As someone simply described as fast, mobile, and big — 6’4” and already nearly 200lbs with plenty of room to bulk up — the most pertinent question regarding Jurmo might not be if he has an NHL future, but how a player so plainly designed for success in the modern era lasted until the third round. We’ve got some answers for that, but before we get to them, let’s delve into what exactly makes Jurmo such an enticing prospect.

In 2017/18, Jurmo dominated at the Under-16 level of the SM-liiga, producing at a point-per-game rate consistently across multiple teams. The next year, he moved up to Under-18, where his scoring dipped — down to 23 points in 42 games — but still remained fairly impressive. He also got his first taste of the top “Junior A”/Under-20 SM-liiga before stepping up full-time in 2019/20.

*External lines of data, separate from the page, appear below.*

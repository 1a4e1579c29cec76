use std::sync::{Arc, Mutex, MutexGuard, PoisonError};

use shared::{
    domain::Master,
    protocol::{PageRequest, ResultSet},
};
use tokio::{
    sync::{broadcast, watch},
    task::JoinHandle,
};
use tokio_stream::wrappers::WatchStream;
use tracing::{debug, info};

use crate::{
    api::RemoteDataApi,
    error::ErrorHandler,
    list::{EntityDescriptor, ListQuery, QueryMode, Record, Relation},
};

#[derive(Debug, Clone, Copy, PartialEq, Eq)]
pub enum ListPhase {
    Idle,
    Loading,
}

#[derive(Debug, Clone, PartialEq)]
pub struct ListState<R> {
    pub loading: bool,
    pub total_count: u64,
    pub page: Vec<R>,
    pub selection: Option<R>,
}

enum LoadRequest {
    Unfiltered,
    ByRelation {
        via: Master,
        related_id: i64,
        related_key: Option<String>,
    },
    ById(i64),
}

impl LoadRequest {
    /// `None` when the mode can only yield the empty result.
    fn from_mode(mode: &QueryMode) -> Option<Self> {
        match mode {
            QueryMode::Unfiltered => Some(LoadRequest::Unfiltered),
            QueryMode::ByRelation(Relation {
                via,
                related_id: Some(related_id),
                related_key,
            }) => Some(LoadRequest::ByRelation {
                via: *via,
                related_id: *related_id,
                related_key: related_key.clone(),
            }),
            QueryMode::ByIdentity(Some(id)) => Some(LoadRequest::ById(*id)),
            QueryMode::ByRelation(_) | QueryMode::ByIdentity(None) | QueryMode::Cleared => None,
        }
    }
}

/// Issues the request behind one list and publishes loading flag, total count and
/// current page. Each `load`/`unload` opens a new generation; completions from an
/// older generation are dropped, so the most recently initiated load always wins.
///
/// The single selected row lives here too: whenever a page is published the
/// selection is swapped for the fresh row with the same id, or dropped when that
/// row is no longer on the page.
pub struct ListDataSource<E: EntityDescriptor> {
    descriptor: Arc<E>,
    api: Arc<dyn RemoteDataApi>,
    errors: Arc<dyn ErrorHandler>,
    generation: Mutex<u64>,
    loading: watch::Sender<bool>,
    count: watch::Sender<u64>,
    content: watch::Sender<Vec<E::Record>>,
    selection: Mutex<Option<E::Record>>,
    selection_events: broadcast::Sender<Option<E::Record>>,
}

impl<E: EntityDescriptor> ListDataSource<E> {
    pub fn new(
        descriptor: Arc<E>,
        api: Arc<dyn RemoteDataApi>,
        errors: Arc<dyn ErrorHandler>,
    ) -> Arc<Self> {
        Arc::new(Self {
            descriptor,
            api,
            errors,
            generation: Mutex::new(0),
            loading: watch::channel(false).0,
            count: watch::channel(0).0,
            content: watch::channel(Vec::new()).0,
            selection: Mutex::new(None),
            selection_events: broadcast::channel(64).0,
        })
    }

    /// Starts a load. Returns the handle of the spawned request, or `None` when the
    /// mode resolved to the empty result without touching the network.
    pub fn load(self: &Arc<Self>, mode: &QueryMode, query: &ListQuery) -> Option<JoinHandle<()>> {
        let Some(request) = LoadRequest::from_mode(mode) else {
            debug!(
                list = self.descriptor.name(),
                mode = mode.label(),
                "nothing to query; showing empty list"
            );
            self.unload();
            return None;
        };

        let page = query.page_request();
        let generation = {
            let mut generation = self.lock_generation();
            *generation += 1;
            self.loading.send_replace(true);
            *generation
        };
        debug!(
            list = self.descriptor.name(),
            generation,
            mode = mode.label(),
            offset = page.offset,
            limit = page.limit,
            "load started"
        );

        let source = Arc::clone(self);
        Some(tokio::spawn(async move {
            source.run(generation, request, page).await;
        }))
    }

    /// Clears to the empty result and supersedes anything in flight.
    pub fn unload(&self) {
        let mut generation = self.lock_generation();
        *generation += 1;
        self.count.send_replace(0);
        self.refresh_selection(&[]);
        self.content.send_replace(Vec::new());
        self.loading.send_replace(false);
    }

    async fn run(&self, generation: u64, request: LoadRequest, page: PageRequest) {
        let api = self.api.as_ref();
        let result = match &request {
            LoadRequest::Unfiltered => self.descriptor.load_unfiltered(api, &page).await,
            LoadRequest::ByRelation {
                via,
                related_id,
                related_key,
            } => {
                self.descriptor
                    .load_by_relation(api, *via, *related_id, related_key.as_deref(), &page)
                    .await
            }
            LoadRequest::ById(id) => self
                .descriptor
                .load_by_id(api, *id)
                .await
                .map(|record| match record {
                    Some(record) => ResultSet {
                        count: 1,
                        records: vec![record],
                    },
                    None => ResultSet::empty(),
                }),
        };

        let current = self.lock_generation();
        if *current != generation {
            debug!(
                list = self.descriptor.name(),
                generation,
                current = *current,
                "discarding superseded response"
            );
            return;
        }
        match result {
            Ok(result_set) => {
                info!(
                    list = self.descriptor.name(),
                    generation,
                    count = result_set.count,
                    rows = result_set.records.len(),
                    "load complete"
                );
                self.count.send_replace(result_set.count);
                self.refresh_selection(&result_set.records);
                self.content.send_replace(result_set.records);
            }
            Err(err) => self.errors.on_error(self.descriptor.name(), &err),
        }
        self.loading.send_replace(false);
    }

    /// Applies `update` to the row with `id` in the current page, if present, and
    /// to the selection when it is that row.
    pub fn update_record(&self, id: i64, update: impl FnOnce(&mut E::Record)) -> bool {
        let mut updated = None;
        self.content.send_if_modified(|rows| match rows.iter_mut().find(|row| row.id() == id) {
            Some(row) => {
                update(row);
                updated = Some(row.clone());
                true
            }
            None => false,
        });
        let Some(row) = updated else {
            return false;
        };
        let mut selection = self.lock_selection();
        if selection.as_ref().is_some_and(|current| current.id() == id) {
            self.replace_selection(&mut selection, Some(row));
        }
        true
    }

    /// Row click. An unselected row replaces the selection; clicking the selected row
    /// with the toggle modifier (ctrl/cmd) deselects it. Returns whether the selection
    /// changed.
    pub fn select(&self, id: i64, toggle_modifier: bool) -> bool {
        // Held so a page cannot be published between the lookup and the update.
        let _publishing = self.lock_generation();
        let Some(record) = self.find_record(id) else {
            return false;
        };
        let mut selection = self.lock_selection();
        let selected = selection.as_ref().is_some_and(|current| current.id() == id);
        if !selected {
            self.replace_selection(&mut selection, Some(record));
        } else if toggle_modifier {
            self.replace_selection(&mut selection, None);
        } else {
            return false;
        }
        true
    }

    pub fn clear_selection(&self) {
        let mut selection = self.lock_selection();
        self.replace_selection(&mut selection, None);
    }

    pub fn selection(&self) -> Option<E::Record> {
        self.lock_selection().clone()
    }

    /// Emits the new selection (or `None`) on every change.
    pub fn subscribe_selection(&self) -> broadcast::Receiver<Option<E::Record>> {
        self.selection_events.subscribe()
    }

    fn refresh_selection(&self, rows: &[E::Record]) {
        let mut selection = self.lock_selection();
        let Some(id) = selection.as_ref().map(Record::id) else {
            return;
        };
        let fresh = rows.iter().find(|row| row.id() == id).cloned();
        if fresh.is_none() {
            debug!(list = self.descriptor.name(), id, "selected row left the page");
        }
        self.replace_selection(&mut selection, fresh);
    }

    fn replace_selection(
        &self,
        selection: &mut MutexGuard<'_, Option<E::Record>>,
        next: Option<E::Record>,
    ) {
        if **selection != next {
            **selection = next;
            let _ = self.selection_events.send((**selection).clone());
        }
    }

    pub fn find_record(&self, id: i64) -> Option<E::Record> {
        self.content
            .borrow()
            .iter()
            .find(|row| row.id() == id)
            .cloned()
    }

    pub fn state(&self) -> ListState<E::Record> {
        ListState {
            loading: *self.loading.borrow(),
            total_count: *self.count.borrow(),
            page: self.content.borrow().clone(),
            selection: self.selection(),
        }
    }

    pub fn phase(&self) -> ListPhase {
        if *self.loading.borrow() {
            ListPhase::Loading
        } else {
            ListPhase::Idle
        }
    }

    pub fn subscribe_loading(&self) -> watch::Receiver<bool> {
        self.loading.subscribe()
    }

    pub fn subscribe_count(&self) -> watch::Receiver<u64> {
        self.count.subscribe()
    }

    pub fn subscribe_content(&self) -> watch::Receiver<Vec<E::Record>> {
        self.content.subscribe()
    }

    pub fn loading_stream(&self) -> WatchStream<bool> {
        WatchStream::new(self.subscribe_loading())
    }

    pub fn count_stream(&self) -> WatchStream<u64> {
        WatchStream::new(self.subscribe_count())
    }

    pub fn content_stream(&self) -> WatchStream<Vec<E::Record>> {
        WatchStream::new(self.subscribe_content())
    }

    pub fn descriptor(&self) -> &Arc<E> {
        &self.descriptor
    }

    fn lock_generation(&self) -> MutexGuard<'_, u64> {
        self.generation
            .lock()
            .unwrap_or_else(PoisonError::into_inner)
    }

    fn lock_selection(&self) -> MutexGuard<'_, Option<E::Record>> {
        self.selection
            .lock()
            .unwrap_or_else(PoisonError::into_inner)
    }
}

#[cfg(test)]
#[path = "tests/data_source_tests.rs"]
mod tests;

Oddly enough, despite the increase in competition, Jurmo’s numbers actually improved in his draft season, up to five goals and 28 points in 43 games. 2019/20 also saw Jurmo spend significant time with the National Under-20 Team, where he racked up three goals and three assists in four international contests.

But Jurmo’s endeavors in the offensive end were not the primary reason he was drafted. Scouts, who consistently rated him as a likely second round pick, were far more impressed with Jurmo’s ability to skate the puck up ice and get it into the o-zone, whether that resulted in points for him or not.

Any scouting report one reads on Jurmo is going to center around his skating prowess, and with good reason. When someone that large moves around the ice that well, it always turns heads, and can pay dividends in all three zones. Or, as TheDraftAnalyst’s Steve Kournianos puts it, “At 6-foot-3, 190 pounds, [old height/weight stats] Jurmo can be an intimidating presence as he powers through the zone at top speed…And good luck trying to dance around him in a one-on-one scenario — Jurmo closes on rushing forwards in a hurry and will neutralize an entry attempt with either a strong body check or well-timed stick-on-puck…He plays for a superpower in Jokerit, which relies on him to eat big minutes, play on special teams, and match up against opposing top lines.”

Kournianos also noted that Jurmo “apparently has played more error-free games than any draft-eligible defenseman I’ve watched this season, [and] has to be considered one of Europe’s top two-way rearguards.”

The fine folks at EliteProspects concur, writing that, “Jurmo’s projectable 6-foot-4 frame and smooth-skating lend itself to covering large swaths of ice and carrying the puck from one zone to the next sometimes effortlessly.”

Like any good modern two-way defender, Jurmo has won ample praise for his ability to transition the puck. EliteProspects says “His speed makes him one of the best puck-rushers in the Finnish U20 league. He accelerates well when he’s already in motion and is a deceptive skater in the neutral zone with crossovers and changes of pace.”

It’s no surprise, then, that Jurmo lists Miro Heiskanen, who he trains with in the offseason, as an inspiration.

Kournianos notes, “When it comes to the breakout, Jurmo utilizes quick thinking and a series of deceptive moves to either peel away from a forechecker or trap him with a bank pass.”

So, why did it take 82 draft choices for Jurmo’s name to be called?

One reason could be Jurmo’s perceived lack of creativity, though Kournianos notes that it’s not really much of a weakness. “His decision making with the puck is more clean than it is creative, but he has excellent vision and will delay in the offensive zone to open up a line for either a hard shot or an on-the-tape seam pass.”

Another reason could be a perceived lack of competition, with LastWordOnSports’ Ben Kerr warning that, “There is some concern about the level of competition that he faced and that his numbers, while good, did not dominate against that competition. The Finnish under-20 league is good, but it is not quite at the level of the CHL. Add in some questions about his defensive play and his ceiling is probably as a second pair defender.”

Those supposed defensive woes show up sporadically in Jurmo scouting reports, and are a legitimate cause for concern — again, enough concern that 30 other teams passed on him at least twice — but they need to be put into the context of a player who has advanced a level of play every season for four seasons running. The 2020/21 season has opened with Jurmo on the roster of JYP in Finland’s professional league, albeit with limited minutes.

Though, as of this writing, he’s been held pointless in eight games, there’s no doubt that playing against adults will provide Jurmo ample tutelage in the defensive arts. And if he can succeed at that, there’s really no telling how far the rest of his prodigious skillset will carry him.